Black Tomato showcases 2026 travel trends
As it marks its 20th anniversary, Black Tomato has released its annual Future Fuel report, outlining the ideas, destinations and cultural shifts shaping how adventure travel will be defined in 2026. Olivia Palamountain reports
Black Tomato has released its "Future Fuel 2026" report, setting out the trends and destinations it believes will define adventure travel in the year ahead. Released as the company celebrates its 20th anniversary, the report draws on first-hand research trips, client behaviour and wider cultural signals to map how travellers’ priorities are changing.
Co-founders Tom Marchant and James Merrett describe the report as a way to translate what the company has seen “on the ground” into practical insight. They position it not as a set of predictions, but as a guide to how people want to feel when they travel.
Future Fuel has become Black Tomato’s annual framework for understanding emerging travel motivations. The 2026 edition identifies nine trends and seven destinations, with a focus on emotional connection, environmental awareness and deeper engagement with place.
Cosmic Wandering
For travellers who feel they’ve seen it all, the next frontier is overhead. As light pollution accelerates and global sky brightness increases by an estimated 7-10% each year, dark skies are becoming both rarer and more desirable. Destinations such as Chile’s Atacama Desert, Namibia’s NamibRand Reserve and Spain’s La Palma are emerging as modern pilgrimage sites, where astronomy, stillness and stewardship intersect. Astrotourism is also gaining economic traction, with DarkSky International now certifying more than 230 protected sites worldwide.
The Gift of Boredom
Once avoided, boredom is being rebranded as a luxury. As screen use among children continues to rise, families are increasingly valuing device-free time that allows curiosity and creativity to surface naturally. Long train journeys, slow landscapes and unstructured days are no longer gaps to be filled, but experiences in themselves – supported by research linking low stimulation to problem-solving and imagination.
Family Wellness
Wellness is shifting from solo optimisation to shared ritual. Families are seeking travel that helps reset habits around sleep, food, movement and emotional health – together. From sauna cycles in Scandinavia to onsen culture in Japan and star-led sleep resets in the Utah desert, the emphasis is on routines that can be carried home, reflecting a broader expansion of the wellness economy into family life.
Wild Waterways
Wild swimming has evolved from niche pursuit to cultural ritual. Whether it’s floating in Denmark’s harbour baths, exploring Mexico’s cenotes or soaking in Iceland’s geothermal pools, water-based travel is increasingly about connection, not adrenaline. As cities reclaim rivers and coasts – Paris reopened Seine swimming zones in 2025 — access is expanding alongside calls for better stewardship.
The Cool Seekers
As southern Europe heats up, travellers are heading north and uphill. Europe’s “cool belt” – including Slovenia, Norway, Austria and Switzerland – offers natural temperature relief alongside strong design, culture and hospitality. With demand for coolcations rising, altitude, shoulder seasons and alpine living are becoming central to future summer travel.
Humbling Horizons
A counterpoint to achievement-driven travel, this trend centres on scale and perspective. Encounters with vast landscapes – glaciers, deserts, steppe and sacred valleys – are sought not for conquest, but for awe. Research suggests these experiences foster generosity, wellbeing and a sense of the “small self”, offering psychological reset through humility.

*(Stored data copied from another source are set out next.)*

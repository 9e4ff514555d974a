use std::cmp::Ordering;

use blokus_core::{Placement, PlayerId};
use blokus_engine::{GameConfig, Position};
use blokus_eval::{evaluate, EvalWeights};
use rustc_hash::FxHashMap;
use tracing::trace;

use crate::{rank, successor, SearchBudget, MAX_DEPTH};

/// Paranoid alpha-beta: the searching player maximises, everyone else is
/// assumed to minimise its score. Each node keeps only its `beam_width` best
/// children by one-ply score.
pub struct LookaheadSearch {
    pub depth: u8,
    pub beam_width: usize,
    pub max_nodes: usize,
    pub weights: EvalWeights,
}

impl LookaheadSearch {
    pub fn new(budget: SearchBudget, weights: EvalWeights) -> Self {
        Self {
            depth: budget.depth.clamp(1, MAX_DEPTH),
            beam_width: budget.beam_width.max(1),
            max_nodes: budget.max_nodes.max(1),
            weights,
        }
    }

    pub fn search(
        &self,
        position: &Position,
        config: &GameConfig,
        player: PlayerId,
    ) -> Option<(Placement, f32)> {
        let mut ctx = Context {
            root: player,
            config,
            weights: &self.weights,
            beam_width: self.beam_width,
            max_nodes: self.max_nodes,
            nodes: 0,
            hits: 0,
            cutoffs: 0,
            table: FxHashMap::default(),
        };

        let mut best: Option<(Placement, f32)> = None;
        for (placement, child, _) in ctx.candidates(position, player, true) {
            // full window at the root so equal values stay exact for the tie-break
            let value = ctx.alphabeta(&child, self.depth - 1, f32::NEG_INFINITY, f32::INFINITY);
            let better = match &best {
                None => true,
                Some((current, score)) => {
                    rank((value, &placement), (*score, current)) == Ordering::Less
                }
            };
            if better {
                best = Some((placement, value));
            }
        }

        trace!(
            nodes = ctx.nodes,
            tt_entries = ctx.table.len(),
            tt_hits = ctx.hits,
            cutoffs = ctx.cutoffs,
            "lookahead finished"
        );
        best
    }
}

#[derive(Clone, Copy, PartialEq, Eq, Debug)]
enum Bound {
    Exact,
    Lower,
    Upper,
}

#[derive(Clone, Copy, Debug)]
struct Entry {
    depth: u8,
    value: f32,
    bound: Bound,
}

struct Context<'a> {
    root: PlayerId,
    config: &'a GameConfig,
    weights: &'a EvalWeights,
    beam_width: usize,
    max_nodes: usize,
    nodes: usize,
    hits: usize,
    cutoffs: usize,
    table: FxHashMap<u64, Entry>,
}

impl Context<'_> {
    #[inline]
    fn static_eval(&mut self, position: &Position) -> f32 {
        self.nodes += 1;
        evaluate(position, self.root, self.config, self.weights)
    }

    /// Children of `position` for `mover`, best first from the mover's side.
    fn candidates(
        &mut self,
        position: &Position,
        mover: PlayerId,
        maximizing: bool,
    ) -> Vec<(Placement, Position, f32)> {
        let moves: Vec<Placement> = position.legal_moves(mover).collect();
        let mut children = Vec::with_capacity(moves.len());
        for placement in moves {
            if let Some(child) = successor(position, mover, &placement) {
                let score = self.static_eval(&child);
                children.push((placement, child, score));
            }
        }
        let sign = if maximizing { 1.0 } else { -1.0 };
        children.sort_by(|a, b| rank((sign * a.2, &a.0), (sign * b.2, &b.0)));
        children.truncate(self.beam_width);
        children
    }

    fn alphabeta(&mut self, position: &Position, depth: u8, mut alpha: f32, mut beta: f32) -> f32 {
        if depth == 0 || position.is_terminal() || self.nodes >= self.max_nodes {
            return self.static_eval(position);
        }

        let key = table_key(position);
        if let Some(entry) = self.table.get(&key).copied() {
            if entry.depth >= depth {
                let hit = match entry.bound {
                    Bound::Exact => true,
                    Bound::Lower => entry.value >= beta,
                    Bound::Upper => entry.value <= alpha,
                };
                if hit {
                    self.hits += 1;
                    return entry.value;
                }
            }
        }

        let mover = position.active_player();
        let maximizing = mover == self.root;
        let children = self.candidates(position, mover, maximizing);
        if children.is_empty() {
            return self.static_eval(position);
        }

        let (alpha0, beta0) = (alpha, beta);
        let mut best = if maximizing {
            f32::NEG_INFINITY
        } else {
            f32::INFINITY
        };
        for (_, child, _) in &children {
            let value = self.alphabeta(child, depth - 1, alpha, beta);
            if maximizing {
                best = best.max(value);
                alpha = alpha.max(value);
            } else {
                best = best.min(value);
                beta = beta.min(value);
            }
            if alpha >= beta {
                self.cutoffs += 1;
                break;
            }
        }

        let bound = if best <= alpha0 {
            Bound::Upper
        } else if best >= beta0 {
            Bound::Lower
        } else {
            Bound::Exact
        };
        self.table.insert(
            key,
            Entry {
                depth,
                value: best,
                bound,
            },
        );
        best
    }
}

/// Board hash mixed with the side to move and every inventory.
fn table_key(position: &Position) -> u64 {
    const MIX: u64 = 0x9e37_79b9_7f4a_7c15;
    let mut key = position.board().zobrist_hash();
    key ^= (position.active_player().0 as u64 + 1).wrapping_mul(MIX);
    for (i, seat) in position.players().iter().enumerate() {
        let bits = (seat.remaining.bits() as u64) << 1 | seat.out_of_moves as u64;
        key ^= bits.rotate_left(16 * i as u32).wrapping_mul(MIX);
    }
    key
}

Humate™: Human + AI Synergy
AI is increasingly embedded in travel discovery and logistics, but Black Tomato argues that emotion, intuition and empathy remain irreplaceably human. Its concept of Humate™ positions AI as an enabler rather than a replacement – streamlining admin and insight so human expertise can focus on relationships, creativity and emotional intelligence.
Sonic Sanctuaries
Sight is no longer the dominant sense. Travellers are seeking journeys shaped by sound: chanting monks, jungle soundscapes, call-to-prayer dawns and intentional silence. This sensory shift also reflects growing awareness of neurodiversity and noise sensitivity, with destinations increasingly designing for calm, control and acoustic refuge.
Proof of Purpose
The dominant question is no longer “where?”, but “why?”. Travellers are looking for experiences that generate tangible benefits for communities and ecosystems, without sacrificing joy. Regenerative travel – from conservation work to cultural stewardship – is increasingly modular, locally led and designed to be meaningful without feeling obligatory.